• **Dataset**
//! Host arena mirroring a task's device argument memory.
//!
//! Every write is validated against the arena length, so an offset computed
//! wrongly surfaces as a capacity error instead of corrupting a neighbouring
//! region.

use snafu::{OptionExt, ensure};

use crate::error::*;

/// Width of one argument word.
pub const WORD: usize = 8;

pub fn align8(value: usize) -> Option<usize> {
    align_up(value, WORD)
}

pub fn align_up(value: usize, align: usize) -> Option<usize> {
    value.checked_next_multiple_of(align)
}

/// Checked `offset + len`.
pub fn end_of(offset: usize, len: usize, what: &'static str) -> Result<usize> {
    offset.checked_add(len).context(CapacityOverflowSnafu { what })
}

/// Byte range of one region inside an argument buffer.
#[derive(Debug, Clone, Copy, PartialEq, Eq, Default)]
pub struct Region {
    pub offset: usize,
    pub len: usize,
}

impl Region {
    pub fn new(offset: usize, len: usize) -> Self {
        Self { offset, len }
    }

    /// One past the last byte. Layout construction checks this cannot
    /// overflow.
    pub fn end(&self) -> usize {
        self.offset + self.len
    }

    pub fn overlaps(&self, other: &Region) -> bool {
        self.len > 0 && other.len > 0 && self.offset < other.end() && other.offset < self.end()
    }
}

#[derive(Debug, Clone, PartialEq, Eq, Default)]
pub struct ArgumentBuffer {
    bytes: Vec<u8>,
}

impl ArgumentBuffer {
    /// Zero-filled arena of `len` bytes.
    pub fn new(len: usize) -> Self {
        Self { bytes: vec![0; len] }
    }

    pub fn len(&self) -> usize {
        self.bytes.len()
    }

    pub fn is_empty(&self) -> bool {
        self.bytes.is_empty()
    }

    pub fn as_bytes(&self) -> &[u8] {
        &self.bytes
    }

    fn range(&self, offset: usize, len: usize) -> Result<std::ops::Range<usize>> {
        let end = offset.checked_add(len);
        ensure!(
            end.is_some_and(|end| end <= self.bytes.len()),
            CapacityOutOfBoundsSnafu { offset, len, capacity: self.bytes.len() }
        );
        Ok(offset..offset + len)
    }

    pub fn write_bytes(&mut self, offset: usize, src: &[u8]) -> Result<()> {
        let range = self.range(offset, src.len())?;
        self.bytes[range].copy_from_slice(src);
        Ok(())
    }

    pub fn write_u64(&mut self, offset: usize, value: u64) -> Result<()> {
        self.write_bytes(offset, &value.to_le_bytes())
    }

    pub fn write_u32(&mut self, offset: usize, value: u32) -> Result<()> {
        self.write_bytes(offset, &value.to_le_bytes())
    }

    /// Write `src` and zero the rest of `len` bytes.
    pub fn write_padded(&mut self, offset: usize, src: &[u8], len: usize) -> Result<()> {
        let range = self.range(offset, len)?;
        ensure!(src.len() <= len, CapacityOutOfBoundsSnafu { offset, len: src.len(), capacity: len });
        let region = &mut self.bytes[range];
        region[..src.len()].copy_from_slice(src);
        region[src.len()..].fill(0);
        Ok(())
    }

    pub fn read_u64(&self, offset: usize) -> Result<u64> {
        let range = self.range(offset, WORD)?;
        let mut word = [0u8; WORD];
        word.copy_from_slice(&self.bytes[range]);
        Ok(u64::from_le_bytes(word))
    }

    pub fn slice(&self, offset: usize, len: usize) -> Result<&[u8]> {
        let range = self.range(offset, len)?;
        Ok(&self.bytes[range])
    }

    pub fn region(&self, region: Region) -> Result<&[u8]> {
        self.slice(region.offset, region.len)
    }
}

• **Task**
Above are some records; copy exactly the lines from the one with "pub fn write_padded(&mut" through the one with "ensure!(src.len() <= len, CapacityOutOfBoundsSnafu", both included, and no others.

• **Exercise answer**
    pub fn write_padded(&mut self, offset: usize, src: &[u8], len: usize) -> Result<()> {
        let range = self.range(offset, len)?;
        ensure!(src.len() <= len, CapacityOutOfBoundsSnafu { offset, len: src.len(), capacity: len });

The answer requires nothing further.